Nancy Fabiola Herrera (Rosario), Gustavo Peña (Fernando), Lidia Vinyes Curtis (Pepa), José Antonio López (Paquiro), BBC Singers, BBC Symphony Orchestra, dir. Josep Pons (en concert, janvier 2018).
Harmonia Mundi HMM902609. Notice, synopsis et livret en français, espagnol et anglais. Distr. Harmonia Mundi.

Qu’est donc Goyescas ? Pour Granados, soucieux d’opéra comme Albéniz qui espéra un temps une carrière sur la scène lyrique, une occasion, celle d’enfin trouver sa voix au théâtre quasi hors du monde de la zarzuela abordé avec Maria del Carmen (1898). Depuis, d’échecs en tentatives avortées, il avait fini par renoncer, vouant son art tout entier au piano, et c’est du piano que le chant lui revint. 

Dès le spectaculaire chœur qui ouvre Goyescas, brodant sur le thème d’El Pelele (que les pianistes d’aujourd’hui rechignent à jouer avec le cycle dont il est pourtant l’appendice), on sait qu’Ernest Schelling eut raison de souffler à Granados la métamorphose de ses portraits de clavier en personnages d’opéra. Il esquissa une intrigue où jalousie et mort (par duel) virevoltent dans un monde de bals et de fêtes que Goya eût pu croquer. Fernando Periquet y mit des mots très justes, se souvenant dans sa prosodie comment Granados avait magnifié la poésie dans ses Tonadillas et ses Canciones amatorias. Les trois tableaux, qui vont du brillant au tragique, s’ombrent tous d’une poésie sensuelle et d’italianismes vocaux qui disent assez à quel point Granados connaissait son Puccini. 

L’œuvre eut de la chance au disque, depuis la gravure princeps d’Ataulfo Argenta pour le label madrilène Alhambra (diffusée par Decca et enregistrée par ses ingénieurs) où les deux belles rayonnaient de jalousie autant que leurs « majos » : Consuelo Rubio et Ana Maria Iriarte demeurent impérissables, stylées au possible sous cette baguette sèche qui annonçait  dès le chœur d’entrée l’issue fatale. Pour Auvidis, Ros-Marbà soignait un peu trop l’hédonisme, mais comment résister à la Rosario de Maria Bayo ? Depuis seul un live dirigé par Gianandrea Noseda aura paru, qui gagne à être oublié. 

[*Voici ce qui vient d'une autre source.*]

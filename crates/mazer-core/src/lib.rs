//! **mazer-core**: core types for carving and searching cell mazes.
//!
//! This crate provides the foundational types used across the *mazer*
//! workspace: positions and directions, walled cells, the grid arena that
//! owns them, the observer hooks through which runs report progress, a
//! cancellation token, and the wall-based movement rules.

pub mod cell;
pub mod context;
pub mod error;
pub mod geom;
pub mod grid;
pub mod movement;
pub mod observer;

pub use cell::{Borders, Cell, INFINITE_COST};
pub use context::Context;
pub use error::MazeError;
pub use geom::{Dir, Pos, PosIter};
pub use grid::Grid;
pub use movement::{Avatar, can_move};
pub use observer::{NullObserver, Pacer, Recorder, StepEvent, StepObserver, VisualTag};
//! Fixtures shared by the search tests.

use mazer_core::{Context, Grid, NullObserver};
use mazer_gen::MazeGen;

/// A `1 × n` maze carved left to right.
pub(crate) fn corridor(n: i32) -> Grid {
    let mut grid = Grid::new(1, n).unwrap();
    for c in 1..n as usize {
        let (a, b) = (grid.pos(c - 1), grid.pos(c));
        grid.open_border_between(a, b).unwrap();
        grid.add_forward_link(c - 1, c);
    }
    grid
}

/// A randomly carved maze with a fixed seed.
pub(crate) fn carved(rows: i32, columns: i32, seed: u64) -> Grid {
    let mut grid = Grid::new(rows, columns).unwrap();
    MazeGen::seeded(seed)
        .carve(&mut grid, &mut NullObserver, &Context::new(), 0)
        .unwrap();
    grid
}

/// Depth of the goal in the forward-link tree, computed without the finder.
pub(crate) fn tree_distance(grid: &Grid) -> usize {
    let mut depth = vec![usize::MAX; grid.len()];
    let mut stack = vec![grid.start()];
    depth[grid.start()] = 0;
    while let Some(i) = stack.pop() {
        for &j in grid.cell(i).links() {
            depth[j] = depth[i] + 1;
            stack.push(j);
        }
    }
    depth[grid.goal()]
}

/// A 3×3 link graph with two routes to the goal, ignoring walls:
///
/// ```text
/// 0 -> 2 -> 7 -> 4
/// 0 -> 1 -> 4
/// 1 -> 3 -> 8
/// ```
///
/// Cell 4 is first reached at cost 3 through 7, then at cost 2 through 1.
/// Cells 5 and 6 are unreachable. The shortest route is 0, 1, 3, 8.
pub(crate) fn two_routes() -> Grid {
    let mut grid = Grid::new(3, 3).unwrap();
    for (from, to) in [(0, 2), (0, 1), (1, 4), (1, 3), (2, 7), (3, 8), (7, 4)] {
        grid.add_forward_link(from, to);
    }
    grid
}
//! The [`Grid`] type: a flat arena of [`Cell`]s addressed by [`Pos`] or by
//! linear index.
//!
//! The start cell is always `(0, 0)` and the goal cell is always
//! `(rows - 1, columns - 1)`. Walls are only ever removed through
//! [`Grid::open_border_between`], which updates both sides at once so the
//! two cells always agree about the wall they share.

use crate::cell::{Borders, Cell};
use crate::error::MazeError;
use crate::geom::{Dir, Pos, PosIter};

/// A `rows × columns` maze grid.
#[derive(Debug, Clone)]
pub struct Grid {
    cells: Vec<Cell>,
    rows: i32,
    columns: i32,
}

impl Grid {
    /// Create a fully walled grid with no links.
    ///
    /// Fails with [`MazeError::InvalidDimensions`] if either dimension is
    /// smaller than 1.
    pub fn new(rows: i32, columns: i32) -> Result<Self, MazeError> {
        if rows < 1 || columns < 1 {
            return Err(MazeError::InvalidDimensions { rows, columns });
        }
        let cells = PosIter::new(rows, columns).map(Cell::new).collect();
        Ok(Self {
            cells,
            rows,
            columns,
        })
    }

    #[inline]
    pub fn rows(&self) -> i32 {
        self.rows
    }

    #[inline]
    pub fn columns(&self) -> i32 {
        self.columns
    }

    /// Total number of cells.
    #[inline]
    pub fn len(&self) -> usize {
        self.cells.len()
    }

    /// Always `false`: a grid holds at least one cell.
    #[inline]
    pub fn is_empty(&self) -> bool {
        self.cells.is_empty()
    }

    /// Whether `p` lies inside the grid.
    #[inline]
    pub fn contains(&self, p: Pos) -> bool {
        p.row >= 0 && p.col >= 0 && p.row < self.rows && p.col < self.columns
    }

    // -----------------------------------------------------------------------
    // Coordinate helpers
    // -----------------------------------------------------------------------

    /// Convert a position to a linear index. Returns `None` if out of bounds.
    #[inline]
    pub fn idx(&self, p: Pos) -> Option<usize> {
        if !self.contains(p) {
            return None;
        }
        Some(p.row as usize * self.columns as usize + p.col as usize)
    }

    /// Convert a linear index back to a position.
    #[inline]
    pub fn pos(&self, idx: usize) -> Pos {
        let w = self.columns as usize;
        Pos::new((idx / w) as i32, (idx % w) as i32)
    }

    /// Index of the start cell `(0, 0)`.
    #[inline]
    pub fn start(&self) -> usize {
        0
    }

    /// Index of the goal cell `(rows - 1, columns - 1)`.
    #[inline]
    pub fn goal(&self) -> usize {
        self.cells.len() - 1
    }

    #[inline]
    pub fn start_pos(&self) -> Pos {
        Pos::ZERO
    }

    #[inline]
    pub fn goal_pos(&self) -> Pos {
        Pos::new(self.rows - 1, self.columns - 1)
    }

    // -----------------------------------------------------------------------
    // Lookup
    // -----------------------------------------------------------------------

    /// The cell at linear index `idx`.
    ///
    /// # Panics
    ///
    /// Panics if `idx >= self.len()`.
    #[inline]
    pub fn cell(&self, idx: usize) -> &Cell {
        &self.cells[idx]
    }

    /// The cell at `p`, or `None` if `p` is outside the grid.
    #[inline]
    pub fn cell_at(&self, p: Pos) -> Option<&Cell> {
        self.idx(p).map(|i| &self.cells[i])
    }

    /// Row-major iterator over all cells.
    pub fn iter(&self) -> std::slice::Iter<'_, Cell> {
        self.cells.iter()
    }

    /// Row-major iterator over all positions.
    pub fn positions(&self) -> PosIter {
        PosIter::new(self.rows, self.columns)
    }

    /// In-bounds orthogonal neighbours of `p`, in carving order
    /// (up, left, down, right).
    pub fn in_bounds_neighbors(&self, p: Pos) -> impl Iterator<Item = Pos> + '_ {
        p.neighbors_4().into_iter().filter(|&n| self.contains(n))
    }

    /// Whether the wall between two adjacent cells is open.
    ///
    /// Returns `None` if either position is out of bounds or the cells are
    /// not adjacent. The answer is read from `a`'s side.
    pub fn is_open_between(&self, a: Pos, b: Pos) -> Option<bool> {
        let ca = self.cell_at(a)?;
        self.cell_at(b)?;
        let dir = a.dir_to(b)?;
        Some(!ca.borders.facing(dir))
    }

    /// Number of forward links across all cells.
    pub fn link_count(&self) -> usize {
        self.cells.iter().map(|c| c.links.len()).sum()
    }

    /// Whether every shared wall reads the same from both sides.
    pub fn is_border_symmetric(&self) -> bool {
        self.positions().all(|p| {
            [Dir::Down, Dir::Right].into_iter().all(|d| {
                let n = p.step(d);
                match (self.cell_at(p), self.cell_at(n)) {
                    (Some(a), Some(b)) => a.borders.facing(d) == b.borders.facing(d.opposite()),
                    _ => true,
                }
            })
        })
    }

    // -----------------------------------------------------------------------
    // Structural mutation
    // -----------------------------------------------------------------------

    /// Remove the wall shared by two orthogonally adjacent cells.
    ///
    /// Both cells are updated together. Fails with
    /// [`MazeError::OutOfBounds`] for unknown positions and with
    /// [`MazeError::InvalidAdjacency`] if the cells are not neighbours.
    pub fn open_border_between(&mut self, a: Pos, b: Pos) -> Result<(), MazeError> {
        let ai = self.idx(a).ok_or(MazeError::OutOfBounds(a))?;
        let bi = self.idx(b).ok_or(MazeError::OutOfBounds(b))?;
        let dir = a.dir_to(b).ok_or(MazeError::InvalidAdjacency { a, b })?;
        self.cells[ai].borders.set(dir, false);
        self.cells[bi].borders.set(dir.opposite(), false);
        Ok(())
    }

    /// Record a directed spanning-tree edge `from -> to`.
    pub fn add_forward_link(&mut self, from: usize, to: usize) {
        self.cells[from].links.push(to);
    }

    /// Overwrite the walls of a single cell.
    ///
    /// This bypasses the symmetry guarantee of
    /// [`open_border_between`](Self::open_border_between); it exists for
    /// building hand-made fixtures.
    pub fn set_borders(&mut self, idx: usize, borders: Borders) {
        self.cells[idx].borders = borders;
    }

    // -----------------------------------------------------------------------
    // Search-scoped state
    // -----------------------------------------------------------------------

    #[inline]
    pub fn set_visited(&mut self, idx: usize, visited: bool) {
        self.cells[idx].visited = visited;
    }

    #[inline]
    pub fn set_cost(&mut self, idx: usize, cost: i32) {
        self.cells[idx].cost = cost;
    }

    #[inline]
    pub fn set_origin(&mut self, idx: usize, origin: Option<usize>) {
        self.cells[idx].origin = origin;
    }

    /// Reset cost, origin and visited on every cell. Walls and links are
    /// left untouched.
    pub fn reset_search_state(&mut self) {
        for c in self.cells.iter_mut() {
            c.reset_search();
        }
    }

    /// Re-wall every cell and drop all links and search state.
    pub fn reset_structure(&mut self) {
        for c in self.cells.iter_mut() {
            c.reset_structure();
        }
    }
}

Finalement, Josep Pons ajoute une autre voie avec son orchestre poétique et léger, qui ose toutes les perditions d’une harmonie pimentée. Cela suffit à tendre jusque dans les moments lyriques ce drame qui se joue derrière tant de brio, et comme les chanteurs sont portés par cette direction savante, qui savoure le lyrisme tout italien d’une écriture vocale élégante et volubile. Le fandango qui ouvre le deuxième tableau est d’une ombrageuse noblesse, pris large, envoûtant tout comme le duo final entre Rosario et Fernando après que le rossignol a averti de la mort. Dommage, Nancy Fabiola Herrera ne retrouve pas l’élan de Consuelo Rubio, affaire de timbre mais aussi de technique et dans une équipe de chant modeste seul le Fernando de Gustavo Peña semble promettre des lendemains qui chantent - mais il suffit de retrouver le jeune Ramón Vargas chez Ros-Marbà pour l’oublier aussitôt. Alors pourquoi ces Goyescas charment tant ? Pour le ton si poétique, le vrai théâtre des sentiments qu’y infuse Josep Pons. Ce n’est pas rien.